Bravatravels Tandem-Skydiving #mujerbrava

Life is the result of our choices

Saturday, December 12, 2015

Monday, October 12, 2015

Gender Equality & Religion in the US

Gender Equality and Religion:

“woman's condition, would have desired too gladsome (not to say too ostentatious) a style of dress; so as not rather to go about in humble garb, and rather to affect meanness of appearance, walking about as Eve mourning and repentant, in order that by every garb of penitence she might the more fully expiate that which she derives from Eve, — the ignominy, I mean, of the first sin, and the odium (attaching to her as the cause) of human perdition. "In pains and in anxieties do you bear (children), woman; and toward your husband (is) your inclination, and he lords it over you." And do you not know that you are (each) an Eve? The sentence of God on this sex of yours lives in this age: the guilt must of necessity live too. You are the devil's gateway: you are the unsealers of that (forbidden) tree: you are the first deserter of the divine law: you are she who persuaded him whom the devil was not valiant enough to attack. You destroyed so easily God's image, man. On account of your desert— that is, death— even the Son of God had to die.”
 -Father of Latin Christianity and the early Church- Tertullian (c. 155 – c. 240 AD)

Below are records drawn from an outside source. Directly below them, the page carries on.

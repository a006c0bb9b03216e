//! HTML parsing for search result pages and fetched documents

use scraper::{ElementRef, Html, Selector};

use crate::models::hit::{RawHit, truncate_with_ellipsis};
use crate::search::BackendError;

/// Maximum number of characters kept from a fetched page body
pub const MAX_PAGE_CHARS: usize = 10_000;

const SUMMARY_CHARS: usize = 100;

/// Text and links pulled out of a fetched page
#[derive(Debug, Clone, Default, PartialEq)]
pub struct PageContent {
    pub url: String,
    pub title: String,
    pub description: String,
    pub text: String,
    pub links: Vec<String>,
}

fn selector(css: &str) -> Result<Selector, BackendError> {
    Selector::parse(css).map_err(|e| BackendError::Parse(format!("invalid CSS selector {css}: {e:?}")))
}

fn element_text(element: ElementRef<'_>) -> String {
    element
        .text()
        .collect::<Vec<_>>()
        .join(" ")
        .split_whitespace()
        .collect::<Vec<_>>()
        .join(" ")
}

/// Parses a Bing-style result page (`li.b_algo` items) into raw hits.
///
/// Items without an absolute http(s) link are skipped. Provider order is kept.
pub fn parse_result_page(
    html: &str,
    source: &str,
    max_results: usize,
) -> Result<Vec<RawHit>, BackendError> {
    let document = Html::parse_document(html);
    let item_selector = selector("li.b_algo")?;
    let link_selector = selector("h2 a")?;
    let snippet_selector = selector(".b_caption p")?;

    let mut hits = Vec::new();
    for item in document.select(&item_selector) {
        if hits.len() >= max_results {
            break;
        }

        let Some(link) = item.select(&link_selector).next() else {
            continue;
        };
        let url = link.value().attr("href").unwrap_or_default().trim();
        if !(url.starts_with("http://") || url.starts_with("https://")) {
            continue;
        }

        let title = element_text(link);
        let snippet = item
            .select(&snippet_selector)
            .next()
            .map(element_text)
            .unwrap_or_default();

        hits.push(
            RawHit::new(&title, url, &snippet)
                .with_snippet(&snippet)
                .with_metadata("source", source)
                .with_metadata("summary", truncate_with_ellipsis(&snippet, SUMMARY_CHARS)),
        );
    }

    Ok(hits)
}

/// Extracts title, meta description, readable text and outbound links from a page.
pub fn extract_page(url: &str, html: &str) -> Result<PageContent, BackendError> {
    let document = Html::parse_document(html);
    let title_selector = selector("title")?;
    let description_selector = selector("meta[name=\"description\"]")?;
    let text_selector = selector("p, h1, h2, h3, h4, h5, h6")?;
    let link_selector = selector("a[href]")?;

    let title = document
        .select(&title_selector)
        .next()
        .map(element_text)
        .unwrap_or_default();
    let description = document
        .select(&description_selector)
        .next()
        .and_then(|m| m.value().attr("content"))
        .unwrap_or_default()
        .trim()
        .to_string();

    let text = document
        .select(&text_selector)
        .map(element_text)
        .filter(|t| !t.is_empty())
        .collect::<Vec<_>>()
        .join("\n");
    let text = if text.chars().count() > MAX_PAGE_CHARS {
        truncate_with_ellipsis(&text, MAX_PAGE_CHARS)
    } else {
        text
    };

    let base = url::Url::parse(url).ok();
    let mut links = Vec::new();
    for anchor in document.select(&link_selector) {
        let Some(href) = anchor.value().attr("href") else {
            continue;
        };
        let resolved = match &base {
            Some(base) => base.join(href).map(|u| u.to_string()).ok(),
            None => Some(href.to_string()),
        };
        if let Some(link) = resolved {
            if (link.starts_with("http://") || link.starts_with("https://"))
                && !links.contains(&link)
            {
                links.push(link);
            }
        }
    }

    Ok(PageContent {
        url: url.to_string(),
        title,
        description,
        text,
        links,
    })
}
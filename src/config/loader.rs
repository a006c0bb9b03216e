use crate::config::config::AppConfig;
use figment::{
    Figment,
    providers::{Env, Format, Toml},
};
use std::path::PathBuf;

const ENV_PREFIX: &str = "DEEPDIVE_";
const ENV_CONFIG_PATH: &str = "DEEPDIVE_CONFIG";

/// 配置加载器
pub struct ConfigLoader;

impl ConfigLoader {
    /// 从默认路径加载配置
    ///
    /// 优先级（低到高）：
    /// 1. 内置开发环境默认值
    /// 2. ./deepdive.toml 或 `DEEPDIVE_CONFIG` 指定的文件
    /// 3. `DEEPDIVE_` 前缀的环境变量，嵌套字段用 `__` 分隔
    pub fn load() -> Result<AppConfig, figment::Error> {
        let path = std::env::var(ENV_CONFIG_PATH)
            .map(PathBuf::from)
            .unwrap_or_else(|_| default_config_path());
        Self::load_from(path)
    }

    /// 从指定路径加载配置
    pub fn load_from(path: PathBuf) -> Result<AppConfig, figment::Error> {
        Self::figment(path).extract()
    }

    fn figment(path: PathBuf) -> Figment {
        Figment::new()
            .merge(Toml::file(path))
            .merge(
                Env::prefixed(ENV_PREFIX)
                    .ignore(&["CONFIG"])
                    .split("__"),
            )
    }

    /// 验证配置
    pub fn validate(config: &AppConfig) -> Result<(), ConfigValidationError> {
        if config.server.port == 0 {
            return Err(ConfigValidationError::InvalidPort);
        }

        if config.search.backend_timeout_secs == 0 || config.llm.timeout_secs == 0 {
            return Err(ConfigValidationError::InvalidTimeout);
        }

        if config.search.max_concurrent_requests == 0 {
            return Err(ConfigValidationError::InvalidConcurrency);
        }

        if !(0.0..=1.0).contains(&config.graph.min_edge_weight) {
            return Err(ConfigValidationError::InvalidEdgeWeight(
                config.graph.min_edge_weight,
            ));
        }

        if !matches!(config.llm.backend.as_str(), "gemini" | "ollama") {
            return Err(ConfigValidationError::UnknownLlmBackend(
                config.llm.backend.clone(),
            ));
        }

        Ok(())
    }
}

/// 配置验证错误
#[derive(thiserror::Error, Debug)]
pub enum ConfigValidationError {
    #[error("服务端口无效，必须大于 0")]
    InvalidPort,

    #[error("超时时间必须大于 0")]
    InvalidTimeout,

    #[error("并发请求数必须大于 0")]
    InvalidConcurrency,

    #[error("最小边权重必须在 [0, 1] 之间: {0}")]
    InvalidEdgeWeight(f32),

    #[error("未知的语言模型后端: {0}")]
    UnknownLlmBackend(String),
}

/// 获取默认配置文件路径
pub fn default_config_path() -> PathBuf {
    PathBuf::from("deepdive.toml")
}

/// 检查配置文件是否存在
pub fn config_exists() -> bool {
    default_config_path().exists()
}
//! Research Routes
//!
//! 定义研究相关的 API 路由。

use crate::api::handlers::research_handler::*;
use axum::{
    Router,
    routing::{get, post},
};

use crate::api::app_state::AppState;

/// 创建研究路由器
pub fn create_research_router() -> Router<AppState> {
    Router::new()
        .route("/research", post(run_research))
        .route("/analyze-url", post(analyze_url))
        .route("/backends", get(list_backends))
}
//! Gemini generateContent client

use async_trait::async_trait;
use serde::Deserialize;
use std::time::Duration;

use crate::llm::{CompletionError, CompletionOptions, TextCompletion};

pub struct GeminiCompletion {
    client: reqwest::Client,
    base_url: String,
    model: String,
    api_key: String,
}

#[derive(Deserialize)]
struct GenerateResponse {
    #[serde(default)]
    candidates: Vec<Candidate>,
}

#[derive(Deserialize)]
struct Candidate {
    content: Option<CandidateContent>,
}

#[derive(Deserialize)]
struct CandidateContent {
    #[serde(default)]
    parts: Vec<Part>,
}

#[derive(Deserialize)]
struct Part {
    #[serde(default)]
    text: Option<String>,
}

impl GeminiCompletion {
    pub fn new(
        base_url: &str,
        model: &str,
        api_key: &str,
        timeout: Duration,
    ) -> Result<Self, CompletionError> {
        let client = reqwest::Client::builder().timeout(timeout).build()?;

        Ok(Self {
            client,
            base_url: base_url.trim_end_matches('/').to_string(),
            model: model.to_string(),
            api_key: api_key.to_string(),
        })
    }
}

#[async_trait]
impl TextCompletion for GeminiCompletion {
    fn name(&self) -> &str {
        "gemini"
    }

    async fn complete(
        &self,
        prompt: &str,
        options: CompletionOptions,
    ) -> Result<String, CompletionError> {
        let response = self
            .client
            .post(format!(
                "{}/v1beta/models/{}:generateContent",
                self.base_url, self.model
            ))
            .query(&[("key", self.api_key.as_str())])
            .json(&serde_json::json!({
                "contents": [{"parts": [{"text": prompt}]}],
                "generationConfig": {
                    "temperature": options.temperature,
                    "maxOutputTokens": options.max_tokens,
                }
            }))
            .send()
            .await?;

        let status = response.status();
        if !status.is_success() {
            let body = response.text().await.unwrap_or_default();
            return Err(CompletionError::Status {
                status: status.as_u16(),
                body,
            });
        }

        let payload: GenerateResponse = response
            .json()
            .await
            .map_err(|_| CompletionError::EmptyResponse)?;

        let text: String = payload
            .candidates
            .into_iter()
            .next()
            .and_then(|c| c.content)
            .map(|content| {
                content
                    .parts
                    .into_iter()
                    .filter_map(|p| p.text)
                    .collect::<Vec<_>>()
                    .join("")
            })
            .unwrap_or_default();

        if text.trim().is_empty() {
            return Err(CompletionError::EmptyResponse);
        }
        Ok(text)
    }
}
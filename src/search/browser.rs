//! Headless-browser search backend with a pooled set of sessions

use async_trait::async_trait;
use parking_lot::Mutex;
use std::path::{Path, PathBuf};
use std::sync::Arc;
use tokio::sync::{OwnedSemaphorePermit, Semaphore};
use tracing::{debug, warn};

use crate::models::RawHit;
use crate::search::html::parse_result_page;
use crate::search::{BackendError, SearchBackend};

/// Hard cap on result pages walked per search
pub const MAX_RESULT_PAGES: usize = 10;

const RESULTS_PER_PAGE: usize = 10;

/// One live browser tab
#[async_trait]
pub trait BrowserSession: Send {
    async fn navigate(&mut self, url: &str) -> Result<(), BackendError>;

    /// HTML of the current page
    async fn html(&mut self) -> Result<String, BackendError>;
}

/// Starts new browser sessions for the pool
#[async_trait]
pub trait BrowserLauncher: Send + Sync {
    async fn launch(&self) -> Result<Box<dyn BrowserSession>, BackendError>;
}

type IdleSessions = Arc<Mutex<Vec<Box<dyn BrowserSession>>>>;

/// Bounded pool of long-lived browser sessions
///
/// Sessions are launched lazily. At most `size` sessions are checked out at once.
pub struct SessionPool {
    launcher: Arc<dyn BrowserLauncher>,
    idle: IdleSessions,
    permits: Arc<Semaphore>,
    size: usize,
}

impl SessionPool {
    pub fn new(launcher: Arc<dyn BrowserLauncher>, size: usize) -> Self {
        let size = size.max(1);
        Self {
            launcher,
            idle: Arc::new(Mutex::new(Vec::new())),
            permits: Arc::new(Semaphore::new(size)),
            size,
        }
    }

    pub fn size(&self) -> usize {
        self.size
    }

    /// Number of sessions waiting in the pool
    pub fn idle_count(&self) -> usize {
        self.idle.lock().len()
    }

    /// Checks out a session, launching one if none is idle.
    pub async fn acquire(&self) -> Result<SessionGuard, BackendError> {
        let permit = Arc::clone(&self.permits)
            .acquire_owned()
            .await
            .map_err(|e| BackendError::Browser(format!("session pool closed: {e}")))?;

        let idle = self.idle.lock().pop();
        let session = match idle {
            Some(session) => session,
            None => {
                debug!("Launching new browser session");
                self.launcher.launch().await?
            }
        };

        Ok(SessionGuard {
            session: Some(session),
            idle: Arc::clone(&self.idle),
            broken: true,
            _permit: permit,
        })
    }
}

/// Checked-out session
///
/// A guard starts out broken and only goes back to the pool once the holder
/// calls `mark_healthy`. A holder cancelled mid-navigation therefore drops a
/// session in an unknown state, which is discarded and the slot freed.
pub struct SessionGuard {
    session: Option<Box<dyn BrowserSession>>,
    idle: IdleSessions,
    broken: bool,
    _permit: OwnedSemaphorePermit,
}

impl SessionGuard {
    pub fn mark_broken(&mut self) {
        self.broken = true;
    }

    /// Lets the session return to the pool on drop
    pub fn mark_healthy(&mut self) {
        self.broken = false;
    }

    pub fn is_broken(&self) -> bool {
        self.broken
    }

    pub async fn navigate(&mut self, url: &str) -> Result<(), BackendError> {
        match self.session.as_mut() {
            Some(session) => session.navigate(url).await,
            None => Err(BackendError::Browser("session already released".into())),
        }
    }

    pub async fn html(&mut self) -> Result<String, BackendError> {
        match self.session.as_mut() {
            Some(session) => session.html().await,
            None => Err(BackendError::Browser("session already released".into())),
        }
    }
}

impl Drop for SessionGuard {
    fn drop(&mut self) {
        if let Some(session) = self.session.take() {
            if self.broken {
                debug!("Discarding broken browser session");
            } else {
                self.idle.lock().push(session);
            }
        }
    }
}

/// Per-session browser profile directory, removed when the session goes away
#[derive(Debug)]
pub struct ProfileDir {
    path: PathBuf,
}

impl ProfileDir {
    /// Fresh, not yet created directory under `root`
    pub fn unique_in(root: &Path) -> Self {
        Self {
            path: root.join(format!("deepdive-chrome-{}", uuid::Uuid::new_v4().simple())),
        }
    }

    pub fn path(&self) -> &Path {
        &self.path
    }
}

impl Drop for ProfileDir {
    fn drop(&mut self) {
        if let Err(e) = std::fs::remove_dir_all(&self.path) {
            if e.kind() != std::io::ErrorKind::NotFound {
                debug!("Failed to remove browser profile {}: {}", self.path.display(), e);
            }
        }
    }
}

/// Search backend rendering result pages in a pooled browser
pub struct PrimaryBrowserBackend {
    pool: Arc<SessionPool>,
    search_base_url: String,
    max_pages: usize,
}

impl PrimaryBrowserBackend {
    pub fn new(pool: Arc<SessionPool>, search_base_url: &str, max_pages: usize) -> Self {
        Self {
            pool,
            search_base_url: search_base_url.trim_end_matches('/').to_string(),
            max_pages: max_pages.clamp(1, MAX_RESULT_PAGES),
        }
    }

    fn page_url(&self, query: &str, page: usize) -> String {
        let encoded = urlencoding::encode(query);
        if page == 0 {
            format!("{}/search?q={}", self.search_base_url, encoded)
        } else {
            format!(
                "{}/search?q={}&first={}",
                self.search_base_url,
                encoded,
                page * RESULTS_PER_PAGE + 1
            )
        }
    }
}

#[async_trait]
impl SearchBackend for PrimaryBrowserBackend {
    fn name(&self) -> &str {
        "browser"
    }

    async fn search(&self, query: &str, max_results: usize) -> Result<Vec<RawHit>, BackendError> {
        let mut session = self.pool.acquire().await?;
        let mut hits = Vec::new();

        for page in 0..self.max_pages {
            if hits.len() >= max_results {
                break;
            }

            let url = self.page_url(query, page);
            let html = match session.navigate(&url).await {
                Ok(()) => session.html().await,
                Err(e) => Err(e),
            };
            let html = match html {
                Ok(html) => html,
                Err(e) => {
                    warn!("Browser session failed on {}: {}", url, e);
                    session.mark_broken();
                    return Err(e);
                }
            };

            let remaining = max_results - hits.len();
            let page_hits = parse_result_page(&html, "bing", remaining)?;
            if page_hits.is_empty() {
                break;
            }
            hits.extend(
                page_hits
                    .into_iter()
                    .map(|hit| hit.with_metadata("page", page + 1)),
            );
        }

        session.mark_healthy();
        debug!("Browser backend collected {} hits", hits.len());
        Ok(hits)
    }
}

#[cfg(test)]
mod tests {
    use super::*;
    use std::collections::HashMap;
    use std::sync::atomic::{AtomicUsize, Ordering};

    fn result_page(urls: &[&str]) -> String {
        let items: String = urls
            .iter()
            .map(|u| {
                format!(
                    r#"<li class="b_algo"><h2><a href="{u}">Title {u}</a></h2><div class="b_caption"><p>Snippet for {u}</p></div></li>"#
                )
            })
            .collect();
        format!(r#"<html><body><ol id="b_results">{items}</ol></body></html>"#)
    }

    struct ScriptedSession {
        pages: Arc<HashMap<String, String>>,
        current: Option<String>,
        fail: bool,
    }

    #[async_trait]
    impl BrowserSession for ScriptedSession {
        async fn navigate(&mut self, url: &str) -> Result<(), BackendError> {
            if self.fail {
                return Err(BackendError::Browser("target crashed".into()));
            }
            if url.contains("stall") {
                tokio::time::sleep(std::time::Duration::from_secs(3600)).await;
            }
            self.current = Some(url.to_string());
            Ok(())
        }

        async fn html(&mut self) -> Result<String, BackendError> {
            let current = self.current.clone().unwrap_or_default();
            Ok(self.pages.get(&current).cloned().unwrap_or_default())
        }
    }

    struct ScriptedLauncher {
        pages: Arc<HashMap<String, String>>,
        launches: AtomicUsize,
        fail: bool,
    }

    impl ScriptedLauncher {
        fn new(pages: HashMap<String, String>, fail: bool) -> Self {
            Self {
                pages: Arc::new(pages),
                launches: AtomicUsize::new(0),
                fail,
            }
        }
    }

    #[async_trait]
    impl BrowserLauncher for ScriptedLauncher {
        async fn launch(&self) -> Result<Box<dyn BrowserSession>, BackendError> {
            self.launches.fetch_add(1, Ordering::SeqCst);
            Ok(Box::new(ScriptedSession {
                pages: Arc::clone(&self.pages),
                current: None,
                fail: self.fail,
            }))
        }
    }

    #[tokio::test]
    async fn test_guard_returns_session_to_pool() {
        let launcher = Arc::new(ScriptedLauncher::new(HashMap::new(), false));
        let pool = SessionPool::new(launcher.clone(), 2);

        {
            let mut guard = pool.acquire().await.unwrap();
            assert_eq!(pool.idle_count(), 0);
            guard.mark_healthy();
        }
        assert_eq!(pool.idle_count(), 1);

        let _guard = pool.acquire().await.unwrap();
        assert_eq!(launcher.launches.load(Ordering::SeqCst), 1);
    }

    #[tokio::test]
    async fn test_broken_session_is_discarded() {
        let launcher = Arc::new(ScriptedLauncher::new(HashMap::new(), false));
        let pool = SessionPool::new(launcher.clone(), 1);

        {
            let mut guard = pool.acquire().await.unwrap();
            guard.mark_healthy();
            guard.mark_broken();
        }
        assert_eq!(pool.idle_count(), 0);

        // the slot was freed, so a fresh session can be launched
        let _guard = pool.acquire().await.unwrap();
        assert_eq!(launcher.launches.load(Ordering::SeqCst), 2);
    }

    #[tokio::test]
    async fn test_session_discarded_when_holder_is_cancelled() {
        let launcher = Arc::new(ScriptedLauncher::new(HashMap::new(), false));
        let pool = Arc::new(SessionPool::new(launcher.clone(), 1));

        let task_pool = Arc::clone(&pool);
        let handle = tokio::spawn(async move {
            let _guard = task_pool.acquire().await.unwrap();
            tokio::time::sleep(std::time::Duration::from_secs(60)).await;
        });
        tokio::time::sleep(std::time::Duration::from_millis(20)).await;
        handle.abort();
        let _ = handle.await;

        assert_eq!(pool.idle_count(), 0);
        // the slot is free again
        let _guard = pool.acquire().await.unwrap();
        assert_eq!(launcher.launches.load(Ordering::SeqCst), 2);
    }

    #[tokio::test]
    async fn test_search_timed_out_mid_navigation_discards_session() {
        let mut pages = HashMap::new();
        pages.insert(
            "https://www.bing.com/search?q=qubits".to_string(),
            result_page(&["https://a.example/1"]),
        );
        let launcher = Arc::new(ScriptedLauncher::new(pages, false));
        let pool = Arc::new(SessionPool::new(launcher.clone(), 1));
        let backend = PrimaryBrowserBackend::new(Arc::clone(&pool), "https://www.bing.com", 1);

        let stalled = tokio::time::timeout(
            std::time::Duration::from_millis(50),
            backend.search("stall", 5),
        )
        .await;
        assert!(stalled.is_err());
        assert_eq!(pool.idle_count(), 0);

        let hits = backend.search("qubits", 5).await.unwrap();
        assert_eq!(hits.len(), 1);
        assert_eq!(launcher.launches.load(Ordering::SeqCst), 2);
        // a completed search hands its session back
        assert_eq!(pool.idle_count(), 1);
    }

    #[tokio::test]
    async fn test_browser_backend_paginates() {
        let mut pages = HashMap::new();
        pages.insert(
            "https://www.bing.com/search?q=quantum%20computing".to_string(),
            result_page(&["https://a.example/1", "https://a.example/2"]),
        );
        pages.insert(
            "https://www.bing.com/search?q=quantum%20computing&first=11".to_string(),
            result_page(&["https://b.example/3"]),
        );
        let launcher = Arc::new(ScriptedLauncher::new(pages, false));
        let pool = Arc::new(SessionPool::new(launcher, 1));
        let backend = PrimaryBrowserBackend::new(pool, "https://www.bing.com/", 3);

        let hits = backend.search("quantum computing", 10).await.unwrap();

        let urls: Vec<&str> = hits.iter().map(|h| h.url.as_str()).collect();
        assert_eq!(
            urls,
            vec!["https://a.example/1", "https://a.example/2", "https://b.example/3"]
        );
        assert_eq!(hits[2].metadata["page"], 2);
    }

    #[test]
    fn test_profile_dir_removed_on_drop() {
        let root = tempfile::TempDir::new().unwrap();
        let profile = ProfileDir::unique_in(root.path());
        let path = profile.path().to_path_buf();
        std::fs::create_dir_all(path.join("Default")).unwrap();
        std::fs::write(path.join("Default/Cookies"), b"x").unwrap();

        drop(profile);
        assert!(!path.exists());

        // never created: dropping is a no-op
        drop(ProfileDir::unique_in(root.path()));
    }

    #[tokio::test]
    async fn test_browser_backend_failure_discards_session() {
        let launcher = Arc::new(ScriptedLauncher::new(HashMap::new(), true));
        let pool = Arc::new(SessionPool::new(launcher, 1));
        let backend = PrimaryBrowserBackend::new(Arc::clone(&pool), "https://www.bing.com", 1);

        let err = backend.search("anything", 5).await.unwrap_err();
        assert!(matches!(err, BackendError::Browser(_)));
        assert_eq!(pool.idle_count(), 0);
    }
}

                            
When discussing the topic of gender equality one of the most important information in order to understand the current status quo, is to look into the history of women in the early ages, specifically the times of “Abrahamic religions”(Christianity, Islam, and Judaism), and the influences of religion in our culture.

Before this (3) religions became the most influential form of reference for culture, government, and politics, women possessed many important roles in society.

History teach us about how, before the "Abrahamic religions," there were the existences of Queens, female Warriors, Head of States, female Elders in ethnic groups, and women leaders. There were some bias but not as much as now. Regardless, women fought for equality even then.

For many centuries women held important roles and were the sources of reverence and admiration in all part of society. However; with the rapid expansion of the world and the curiosity for the unknown, humanity started to create ways and new forms of beliefs to cope with the reality.

Polytheistic religion started to fall, lost followers, and create despair and controversies. People started to question their existences and this new change gave birth to a more monotheistic view of the world and religion at large.  With the new monotheistic view and religions, humanity found a different way to answer the questions of their surroundings and to organize themselves, political, and culturally.

Unfortunately when those question arises there wasn’t any modern scientific tools to explain and
verify the answers. Because of fear of the unknown and lack of verification men invented new
forms of religion to cope with their uncertainties and curiosity. The creation of new
monotheistic religions change the way humanity look at women and they became a sources of
hate, blame, and shame.

These religions from the beginning perpetrated women as evil and
deceiving creatures who were the reason for all problems and disaster happening in the world.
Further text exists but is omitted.